We have worked hard to make sure that Green Small Business does not feel like a burden, whilst making a genuine difference to the environmental impact of small businesses. To find out how it all works, see the How? section of our website.

Shed 1 Gin logo

Passionate about gin and passionate about the environment

Shed 1 Gin is an award-winning distillery on the edge of the English Lake District. They produce ‘small batch, classically distilled gin with a contemporary style’. We normally provide all of our services remotely, but we took the time to go visit this ‘green distillery’ and we may have sampled some of their fare…

The pride in their gin-making was evident. Equally evident was their honest and committed approach to managing their environmental impacts. They work hard to ensure the most sustainable packaging, source all ingredients as locally as possible (including foraging for blackberries!), are re-jigging their distillery so that all cooling water is recycled in a closed loop system, have joined the Recorked UK scheme to encourage recycling of their corks and are working towards a bottle re-filling system for local customers. They really are a green distillery. For more, see their sustainability page.

Every Green Small Business is different. Some are just starting on their journey towards becoming more green. For others, like Shed 1 Gin, Green Small Business certification is as much about recognising and celebrating their efforts as it is about identifying new ways of improving environmental performance. See their case study for more details.

Gin-maker extraordinaire Zoe was delighted with the outcome of the process: It has always been important for us to be as sustainable as we could be. It was great to get some affirmation for our efforts up to this point. What we found useful was the extra research that Green Small Business did for us and pointing us in the right direction.

Chatham House logo

World-leading policy institute gains Green Small Business certification

Chatham House, the Royal Institute of International Affairs, is a world-leading policy institute, with a mission to help governments and societies build a sustainably secure, prosperous and just world.

Their work includes a focus on energy, environment and resources. Recognising that they needed to demonstrate that they operated responsibly in this area themselves, they developed an environmental management system to meet the requirements of Green Small Business certification.

Paul Curtin, Chief Operating Officer and Finance Director, explained the benefits: “Our Green Small Business EMS allows us to more clearly demonstrate as an organisation that we adequately address the environmental impact that we have, help us formalise more clearly our environmental credentials as well as demonstrate to our members / stakeholders / suppliers that we are serious about this important area.”

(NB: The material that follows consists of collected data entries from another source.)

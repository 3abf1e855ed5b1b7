// tests/linter_tests.rs

use jsweep::ast::{Context, Node, NodeType};
use jsweep::index::SymbolIndex;
use jsweep::linter::{LEXICAL_GAP, LintConfig, Linter};
use jsweep::output::to_json;
use jsweep::rules::builtin::{
    NAMING_PATTERN, RETURN_OUTSIDE_FUNCTION, UNKNOWN_IDENTIFIER, UNUSED_IDENTIFIER,
    UnknownIdentifier, WRONG_ARGUMENT_COUNT,
};
use jsweep::rules::{Report, Rule, RuleError};

/// Messages reported by one checker, in order.
fn messages_of(reports: &[Report], checker: &str) -> Vec<String> {
    reports
        .iter()
        .filter(|r| r.checker() == Some(checker))
        .flat_map(|r| r.messages())
        .map(str::to_string)
        .collect()
}

struct Panicky;

impl Rule for Panicky {
    fn name(&self) -> &str {
        "Panicky"
    }

    fn target(&self) -> NodeType {
        NodeType::Identifier
    }

    fn check(&self, _node: &Node, _index: &SymbolIndex<'_>, _context: &Context<'_>) -> Vec<RuleError> {
        panic!("rule exploded")
    }
}

/// Reports every node of its target type, to observe ordering.
struct Echo(&'static str, NodeType);

impl Rule for Echo {
    fn name(&self) -> &str {
        self.0
    }

    fn target(&self) -> NodeType {
        self.1
    }

    fn check(&self, node: &Node, _index: &SymbolIndex<'_>, _context: &Context<'_>) -> Vec<RuleError> {
        vec![RuleError::new(format!("{} at ({})", node.name().unwrap_or("?"), node.loc))]
    }
}

// ============================================================================
// Built-in rules
// ============================================================================

#[test]
fn test_unknown_identifier_reports_only_undeclared() {
    let reports = Linter::default().analyze("let x = 1; y;");
    assert_eq!(
        messages_of(&reports, UNKNOWN_IDENTIFIER),
        vec!["Unknown identifier: 'y' at (1:11)."]
    );
}

#[test]
fn test_unused_identifier() {
    let reports = Linter::default().analyze("var used = 1;\nvar spare = used;\nfunction helper() {}");
    assert_eq!(
        messages_of(&reports, UNUSED_IDENTIFIER),
        vec![
            "Unused var: 'spare' at (2:4).",
            "Unused function: 'helper' at (3:0).",
        ]
    );
}

#[test]
fn test_called_function_is_used() {
    let reports = Linter::default().analyze("function f() {}\nf();");
    assert!(messages_of(&reports, UNUSED_IDENTIFIER).is_empty());
    assert!(messages_of(&reports, UNKNOWN_IDENTIFIER).is_empty());
}

#[test]
fn test_wrong_argument_count() {
    let reports = Linter::default().analyze("function f(a, b) { return a + b; }\nf(1);\nf(1, 2);");
    assert_eq!(
        messages_of(&reports, WRONG_ARGUMENT_COUNT),
        vec!["Function 'f' expects 2 arguments, 1 given at (2:0)."]
    );
}

#[test]
fn test_argument_count_uses_last_declaration() {
    let source = "function f(a) {}\nfunction f(a, b, c) {}\nf(1, 2, 3);";
    let reports = Linter::default().analyze(source);
    assert!(messages_of(&reports, WRONG_ARGUMENT_COUNT).is_empty());
}

#[test]
fn test_naming_pattern() {
    let reports = Linter::default().analyze("var funky = 1;\nvar plain = funky;\nplain;");
    assert_eq!(
        messages_of(&reports, NAMING_PATTERN),
        vec!["Disallowed name: 'funky' matches /fun/ at (1:4)."]
    );
}

#[test]
fn test_named_function_expression_can_recurse() {
    let reports = Linter::default().analyze("var f = function g(n) { return g(n); };\nf(1);");
    assert!(messages_of(&reports, UNKNOWN_IDENTIFIER).is_empty());
    assert!(messages_of(&reports, UNUSED_IDENTIFIER).is_empty());
}

#[test]
fn test_return_outside_function() {
    let reports = Linter::default().analyze("function f() { return 1; }\nf();\nreturn 2;");
    assert_eq!(
        messages_of(&reports, RETURN_OUTSIDE_FUNCTION),
        vec!["Return outside function at (3:0)."]
    );
}

#[test]
fn test_clean_program() {
    let source = r#"
function greet(name) {
    var message = "hello " + name;
    return message;
}
greet("world");
"#;
    assert!(Linter::default().analyze(source).is_empty());
}

// ============================================================================
// Engine behavior
// ============================================================================

#[test]
fn test_reports_in_traversal_then_registration_order() {
    let mut linter = Linter::new(vec![]);
    linter.register_rule(Box::new(Echo("first", NodeType::Identifier)));
    linter.register_rule(Box::new(Echo("second", NodeType::Identifier)));

    let reports = linter.analyze("a; b;");
    let checkers: Vec<(&str, Vec<&str>)> = reports
        .iter()
        .map(|r| (r.checker().unwrap(), r.messages()))
        .collect();
    assert_eq!(
        checkers,
        vec![
            ("first", vec!["a at (1:0)"]),
            ("second", vec!["a at (1:0)"]),
            ("first", vec!["b at (1:3)"]),
            ("second", vec!["b at (1:3)"]),
        ]
    );
}

#[test]
fn test_empty_rule_list_reports_nothing() {
    assert!(Linter::new(vec![]).analyze("x = y + z;").is_empty());
}

#[test]
fn test_analysis_is_idempotent() {
    let linter = Linter::default();
    let source = "var a = b;\nfunction funny(x) { return x; }\nfunny(1, 2);\nreturn;";
    let first = linter.analyze(source);
    let second = linter.analyze(source);
    assert!(!first.is_empty());
    assert_eq!(first, second);
}

#[test]
fn test_parse_failure_is_contained() {
    let reports = Linter::default().analyze("var = ;");
    assert_eq!(
        reports,
        vec![Report::Failure {
            message: "Unexpected token '=' at (1:4), expected variable name".to_string(),
        }]
    );
}

#[test]
fn test_deep_nesting_is_a_single_failure() {
    let test_cases = vec![
        format!("{}1{};", "(".repeat(10_000), ")".repeat(10_000)),
        format!("{}b;", "if (a) ".repeat(20_000)),
        format!("{}1;", "1 + ".repeat(2_000)),
    ];
    for input in &test_cases {
        let reports = Linter::default().analyze(input);
        assert_eq!(reports.len(), 1, "Failed for input: {}...", &input[..20]);
        match &reports[0] {
            Report::Failure { message } => assert!(
                message.starts_with("Nesting too deep at ("),
                "Failed for input: {}...",
                &input[..20]
            ),
            other => panic!("Expected failure, got {:?}", other),
        }
    }
}

#[test]
fn test_moderate_nesting_is_analyzed() {
    let source = format!("var a = {}1{};\na;", "(".repeat(30), ")".repeat(30));
    assert!(Linter::default().analyze(&source).is_empty());
}

#[test]
fn test_panicking_rule_is_isolated() {
    let mut linter = Linter::new(vec![]);
    linter.register_rule(Box::new(Panicky));
    linter.register_rule(Box::new(UnknownIdentifier));

    let reports = linter.analyze("y;");
    assert_eq!(
        messages_of(&reports, "Panicky"),
        vec!["Rule 'Panicky' failed: rule exploded"]
    );
    assert_eq!(
        messages_of(&reports, UNKNOWN_IDENTIFIER),
        vec!["Unknown identifier: 'y' at (1:0)."]
    );
}

#[test]
fn test_lexical_gaps_come_first() {
    let reports = Linter::default().analyze("var a = 1;\n@ a;");
    assert_eq!(reports[0].checker(), Some(LEXICAL_GAP));
    assert_eq!(reports[0].messages(), vec!["Unrecognized input '@' at (2:0)."]);
    assert_eq!(reports.len(), 1);
}

// ============================================================================
// Configuration
// ============================================================================

#[test]
fn test_config_custom_pattern() {
    let config = LintConfig {
        disabled_rules: vec![],
        name_pattern: Some("^tmp".to_string()),
    };
    let linter = Linter::from_config(&config).unwrap();
    let reports = linter.analyze("var tmpValue = 1, fun = tmpValue;\nfun;");
    assert_eq!(
        messages_of(&reports, NAMING_PATTERN),
        vec!["Disallowed name: 'tmpValue' matches /^tmp/ at (1:4)."]
    );
}

#[test]
fn test_config_disabled_rule_is_silent() {
    let config = LintConfig::from_json(r#"{"disabled_rules": ["Unknown identifier"]}"#).unwrap();
    let linter = Linter::from_config(&config).unwrap();
    assert!(messages_of(&linter.analyze("y;"), UNKNOWN_IDENTIFIER).is_empty());
}

// ============================================================================
// JSON
// ============================================================================

#[test]
fn test_json_report_shape() {
    let reports = Linter::default().analyze("var x = 1; y;");
    assert_eq!(
        to_json(&reports).unwrap(),
        concat!(
            r#"[{"checker":"Unused identifier","errors":[{"message":"Unused var: 'x' at (1:4)."}]},"#,
            r#"{"checker":"Unknown identifier","errors":[{"message":"Unknown identifier: 'y' at (1:11)."}]}]"#
        )
    );
}

#[test]
fn test_json_failure_shape() {
    let reports = Linter::default().analyze("if (");
    assert_eq!(
        to_json(&reports).unwrap(),
        r#"[{"message":"Unexpected end of program, expected expression"}]"#
    );
}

Boathouse Design Studio logo

Co-working space goes green to stand out from the crowd

Surely one of the most beautiful workspaces in London, the Boathouse Design studio was originally designed for building and maintaining boats. The space now offers a unique office experience for the companies who work there, with its natural light, stunning view over the Thames and its carefully restored and converted interiors.

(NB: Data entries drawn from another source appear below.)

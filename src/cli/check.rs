//! Lint source text and render the reports

use super::CliError;
use crate::linter::{LintConfig, Linter};
use crate::output::{to_json, to_json_pretty};
use crate::rules::Report;

/// Options for the check command
#[derive(Debug, Clone, Default)]
pub struct CheckOptions {
    /// Source text to analyze
    pub source: String,
    /// Pretty-print the output
    pub pretty: bool,
    /// Rule selection and tuning
    pub config: LintConfig,
}

/// Result of a check operation
#[derive(Debug)]
pub struct CheckResult {
    pub reports: Vec<Report>,
    /// Reports rendered as JSON
    pub output: String,
}

impl CheckResult {
    /// True when nothing was reported, not even a parse failure.
    pub fn is_clean(&self) -> bool {
        self.reports.is_empty()
    }
}

/// Execute a jsweep check operation
pub fn execute_check(options: &CheckOptions) -> Result<CheckResult, CliError> {
    let linter = Linter::from_config(&options.config)?;
    let reports = linter.analyze(&options.source);

    let output = if options.pretty {
        to_json_pretty(&reports)?
    } else {
        to_json(&reports)?
    };
    Ok(CheckResult { reports, output })
}
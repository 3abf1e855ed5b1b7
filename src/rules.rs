//! Rule contract and the engine that runs rules over a tree.
//!
//! A rule targets one [`NodeType`]. The engine walks the tree once and hands
//! every node of that type to the rule together with the symbol index and the
//! ancestor context; whatever the rule returns becomes part of the report.

pub mod builtin;

use crate::ast::{Context, Node, NodeType};
use crate::index::SymbolIndex;
use serde::Serialize;
use std::any::Any;
use std::panic::{self, AssertUnwindSafe};
use tracing::{debug, warn};

/// A finding reported by a rule.
#[derive(Debug, Clone, PartialEq, Eq, Serialize)]
pub struct RuleError {
    pub message: String,
}

impl RuleError {
    pub fn new(message: impl Into<String>) -> Self {
        RuleError {
            message: message.into(),
        }
    }
}

/// One entry of an analysis result.
#[derive(Debug, Clone, PartialEq, Eq, Serialize)]
#[serde(untagged)]
pub enum Report {
    /// Findings of one rule at one node
    Findings {
        checker: String,
        errors: Vec<RuleError>,
    },
    /// The analysis itself could not run
    Failure { message: String },
}

impl Report {
    pub fn checker(&self) -> Option<&str> {
        match self {
            Report::Findings { checker, .. } => Some(checker),
            Report::Failure { .. } => None,
        }
    }

    /// Messages of this entry, whichever shape it has.
    pub fn messages(&self) -> Vec<&str> {
        match self {
            Report::Findings { errors, .. } => errors.iter().map(|e| e.message.as_str()).collect(),
            Report::Failure { message } => vec![message.as_str()],
        }
    }
}

/// A check run against every node of one type.
///
/// Rules must not keep state between calls: the same input always yields the
/// same findings.
pub trait Rule: Send + Sync {
    /// Name shown as `checker` in reports
    fn name(&self) -> &str;

    fn target(&self) -> NodeType;

    fn description(&self) -> &str {
        ""
    }

    fn check(&self, node: &Node, index: &SymbolIndex<'_>, context: &Context<'_>)
    -> Vec<RuleError>;
}

fn panic_message(payload: &(dyn Any + Send)) -> String {
    if let Some(s) = payload.downcast_ref::<&str>() {
        s.to_string()
    } else if let Some(s) = payload.downcast_ref::<String>() {
        s.clone()
    } else {
        "unknown panic".to_string()
    }
}

/// Runs one rule, turning a panic into a finding that names the rule.
fn run_isolated(
    rule: &dyn Rule,
    node: &Node,
    index: &SymbolIndex<'_>,
    context: &Context<'_>,
) -> Vec<RuleError> {
    match panic::catch_unwind(AssertUnwindSafe(|| rule.check(node, index, context))) {
        Ok(errors) => errors,
        Err(payload) => {
            let reason = panic_message(payload.as_ref());
            warn!(rule = rule.name(), node = %node.node_type(), %reason, "rule panicked");
            vec![RuleError::new(format!(
                "Rule '{}' failed: {}",
                rule.name(),
                reason
            ))]
        }
    }
}

/// Walks `root` once, running each rule on the nodes it targets.
///
/// Reports come out in traversal order, and for one node in rule order.
/// Rules that find nothing contribute nothing.
pub fn run_rules(root: &Node, index: &SymbolIndex<'_>, rules: &[Box<dyn Rule>]) -> Vec<Report> {
    let mut reports = Vec::new();

    root.walk(&mut |node: &Node, context: &Context<'_>| {
        let node_type = node.node_type();
        for rule in rules.iter().filter(|r| r.target() == node_type) {
            let errors = run_isolated(rule.as_ref(), node, index, context);
            if !errors.is_empty() {
                reports.push(Report::Findings {
                    checker: rule.name().to_string(),
                    errors,
                });
            }
        }
    });

    debug!(reports = reports.len(), rules = rules.len(), "ran rules");
    reports
}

Amaze Property, the owners of the space, sought Green Small Business certification as a means of gaining recognition for, and adding structure to, their efforts to be environmentally responsible. It provided them with “an incentive to go greener” as well as being “a good promotional tool which sets us apart from other co-working spaces”.


Is ISO 14001 good for small businesses?

Already fed up with ISO 14001 or convinced it’s not for you? Skip the article and go straight to downloading our free guide to the alternative approach! Otherwise, read on…


ISO 14001 is the international standard for environmental management systems. Many small and medium-size enterprises (SMEs) are certified to the ISO 14001 standard. The figures suggest that this can be a brilliant business move. But that is just part of the story…

A certified environmental management system can deliver thousands of pounds worth of cost savings for SMEs. Take into account the new business sales generated and the payback period for a certified environmental management system can be less than one month (see Defra, 2011 Evidence-based study into the benefits of EMSs for SMEs). Yes, the cost of getting a certified environmental management system can be recouped within one month in some cases!

Which begs the question, why doesn’t every small business have a certified environmental management system?

The evidence suggests that, when it comes to businesses at the smaller end of the scale, standard environmental management systems aren’t fit for purpose. Specifically, they are:

  1. too complex;
  2. too time-consuming; and
  3. too expensive.

Too complex

A major report examining the use of environmental management systems in SMEs across North America found that a successful environmental management system can deliver multiple benefits. However, the report also found that experiences varied considerably. It concluded that:

“most SMEs face.. many difficulties in implementing environmental management systems… Even if they are familiar with the concept of an environmental management system, many smaller businesses lack the technical expertise and resources needed to develop and implement one.” (Commission for Environmental Cooperation (2005) Successful practices of Environmental Management Systems in Small and Medium-Size Enterprises: A North American perspective).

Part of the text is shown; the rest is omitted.